What to work on => All lines of the following material must be written out exactly as they appear.

Material provided =>
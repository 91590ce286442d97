//! Deterministic keyword and regex matcher.
//!
//! Stands in for the remote extractor whenever it fails or returns nothing.
//! The tables are hard-coded English clinical shorthand.

use std::sync::LazyLock;

use molar_core::entities::{Department, QuotaTask};
use molar_core::reference::ReferenceData;
use regex::Regex;

use crate::fields::{Extracted, ExtractedFields};

/// Spoken keyword → substring of a department name (both lowercase).
const DEPARTMENT_KEYWORDS: &[(&str, &str)] = &[
    ("surgery", "surgery"),
    ("perio", "perio"),
    ("endo", "endo"),
    ("prosth", "prosth"),
    ("ortho", "ortho"),
    ("pedo", "pedo"),
    ("oral med", "medicine"),
    ("radiol", "radiol"),
    ("conserv", "conserv"),
    ("restor", "conserv"),
    ("pathol", "pathol"),
];

/// Spoken keyword → substrings of a task name, any of which matches.
const TASK_KEYWORDS: &[(&str, &[&str])] = &[
    ("extraction", &["exo"]),
    ("filling", &["restor"]),
    ("root canal", &["rct"]),
    ("crown", &["crown", "fpd"]),
    ("scaling", &["scal"]),
    ("x-ray", &["radiograph"]),
    ("denture", &["denture"]),
    ("impression", &["impression"]),
];

static SUPERVISOR: LazyLock<Regex> = LazyLock::new(|| {
    Regex::new(r"\bDr\.?\s+([A-Z][a-z]+(?:\s+[A-Z][a-z]+)?)").expect("supervisor pattern is valid")
});

/// Run all three matchers over `text`.
///
/// The task matcher only runs when a department was found.
#[must_use]
pub fn extract(text: &str, reference: &ReferenceData) -> ExtractedFields {
    let department = match_department(text, &reference.departments);
    let task = department
        .and_then(|dept| match_task(text, reference.tasks_for(&dept.id)))
        .map(|task| Extracted::fallback(&task.id));

    ExtractedFields {
        department_id: department.map(|dept| Extracted::fallback(&dept.id)),
        task_id: task,
        supervisor_name: match_supervisor(text).map(Extracted::fallback),
    }
}

/// First department whose full name appears in `text`, else the first one
/// hit through the keyword table. Both passes walk `departments` in order.
#[must_use]
pub fn match_department<'a>(text: &str, departments: &'a [Department]) -> Option<&'a Department> {
    let lower = text.to_lowercase();

    departments
        .iter()
        .find(|dept| contains_name(&lower, &dept.name))
        .or_else(|| {
            departments.iter().find(|dept| {
                let name = dept.name.to_lowercase();
                DEPARTMENT_KEYWORDS
                    .iter()
                    .any(|(keyword, fragment)| lower.contains(keyword) && name.contains(fragment))
            })
        })
}

/// First task whose full name appears in `text`, else the first one hit
/// through the keyword table. `tasks` must already be scoped to one
/// department.
pub fn match_task<'a, I>(text: &str, tasks: I) -> Option<&'a QuotaTask>
where
    I: IntoIterator<Item = &'a QuotaTask>,
{
    let lower = text.to_lowercase();
    let tasks: Vec<&QuotaTask> = tasks.into_iter().collect();

    tasks
        .iter()
        .copied()
        .find(|task| contains_name(&lower, &task.task_name))
        .or_else(|| {
            tasks.iter().copied().find(|task| {
                let name = task.task_name.to_lowercase();
                TASK_KEYWORDS.iter().any(|(keyword, fragments)| {
                    lower.contains(keyword) && fragments.iter().any(|f| name.contains(f))
                })
            })
        })
}

/// `Dr`/`Dr.` followed by one or two capitalized words, normalized to
/// `Dr. Name`.
#[must_use]
pub fn match_supervisor(text: &str) -> Option<String> {
    SUPERVISOR
        .captures(text)
        .and_then(|caps| caps.get(1))
        .map(|name| format!("Dr. {}", name.as_str()))
}

fn contains_name(lower_text: &str, name: &str) -> bool {
    let name = name.trim().to_lowercase();
    !name.is_empty() && lower_text.contains(&name)
}
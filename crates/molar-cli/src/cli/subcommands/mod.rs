mod feed;
mod note;
mod roster;

pub use feed::FeedCommands;
pub use note::{FillArgs, NoteCommands, ParseArgs, PipelineArgs};
pub use roster::RosterCommands;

Answer to this task =>
repository 91590ce286442d97
//! Deterministic keyword and regex matcher.
//!
//! Stands in for the remote extractor whenever it fails or returns nothing.
//! The tables are hard-coded English clinical shorthand.

use std::sync::LazyLock;

use molar_core::entities::{Department, QuotaTask};
use molar_core::reference::ReferenceData;
use regex::Regex;

use crate::fields::{Extracted, ExtractedFields};

/// Spoken keyword → substring of a department name (both lowercase).
const DEPARTMENT_KEYWORDS: &[(&str, &str)] = &[
    ("surgery", "surgery"),
    ("perio", "perio"),
    ("endo", "endo"),
    ("prosth", "prosth"),
    ("ortho", "ortho"),
    ("pedo", "pedo"),
    ("oral med", "medicine"),
    ("radiol", "radiol"),
    ("conserv", "conserv"),
    ("restor", "conserv"),
    ("pathol", "pathol"),
];

/// Spoken keyword → substrings of a task name, any of which matches.
const TASK_KEYWORDS: &[(&str, &[&str])] = &[
    ("extraction", &["exo"]),
    ("filling", &["restor"]),
    ("root canal", &["rct"]),
    ("crown", &["crown", "fpd"]),
    ("scaling", &["scal"]),
    ("x-ray", &["radiograph"]),
    ("denture", &["denture"]),
    ("impression", &["impression"]),
];

static SUPERVISOR: LazyLock<Regex> = LazyLock::new(|| {
    Regex::new(r"\bDr\.?\s+([A-Z][a-z]+(?:\s+[A-Z][a-z]+)?)").expect("supervisor pattern is valid")
});

/// Run all three matchers over `text`.
///
/// The task matcher only runs when a department was found.
#[must_use]
pub fn extract(text: &str, reference: &ReferenceData) -> ExtractedFields {
    let department = match_department(text, &reference.departments);
    let task = department
        .and_then(|dept| match_task(text, reference.tasks_for(&dept.id)))
        .map(|task| Extracted::fallback(&task.id));

    ExtractedFields {
        department_id: department.map(|dept| Extracted::fallback(&dept.id)),
        task_id: task,
        supervisor_name: match_supervisor(text).map(Extracted::fallback),
    }
}

/// First department whose full name appears in `text`, else the first one
/// hit through the keyword table. Both passes walk `departments` in order.
#[must_use]
pub fn match_department<'a>(text: &str, departments: &'a [Department]) -> Option<&'a Department> {
    let lower = text.to_lowercase();

    departments
        .iter()
        .find(|dept| contains_name(&lower, &dept.name))
        .or_else(|| {
            departments.iter().find(|dept| {
                let name = dept.name.to_lowercase();
                DEPARTMENT_KEYWORDS
                    .iter()
                    .any(|(keyword, fragment)| lower.contains(keyword) && name.contains(fragment))
            })
        })
}

/// First task whose full name appears in `text`, else the first one hit
/// through the keyword table. `tasks` must already be scoped to one
/// department.
pub fn match_task<'a, I>(text: &str, tasks: I) -> Option<&'a QuotaTask>
where
    I: IntoIterator<Item = &'a QuotaTask>,
{
    let lower = text.to_lowercase();
    let tasks: Vec<&QuotaTask> = tasks.into_iter().collect();

    tasks
        .iter()
        .copied()
        .find(|task| contains_name(&lower, &task.task_name))
        .or_else(|| {
            tasks.iter().copied().find(|task| {
                let name = task.task_name.to_lowercase();
                TASK_KEYWORDS.iter().any(|(keyword, fragments)| {
                    lower.contains(keyword) && fragments.iter().any(|f| name.contains(f))
                })
            })
        })
}

/// `Dr`/`Dr.` followed by one or two capitalized words, normalized to
/// `Dr. Name`.
#[must_use]
pub fn match_supervisor(text: &str) -> Option<String> {
    SUPERVISOR
        .captures(text)
        .and_then(|caps| caps.get(1))
        .map(|name| format!("Dr. {}", name.as_str()))
}

fn contains_name(lower_text: &str, name: &str) -> bool {
    let name = name.trim().to_lowercase();
    !name.is_empty() && lower_text.contains(&name)
}
filename crates/molar-cli/src/cli/subcommands/mod.rs
mod feed;
mod note;
mod roster;

pub use feed::FeedCommands;
pub use note::{FillArgs, NoteCommands, ParseArgs, PipelineArgs};
pub use roster::RosterCommands;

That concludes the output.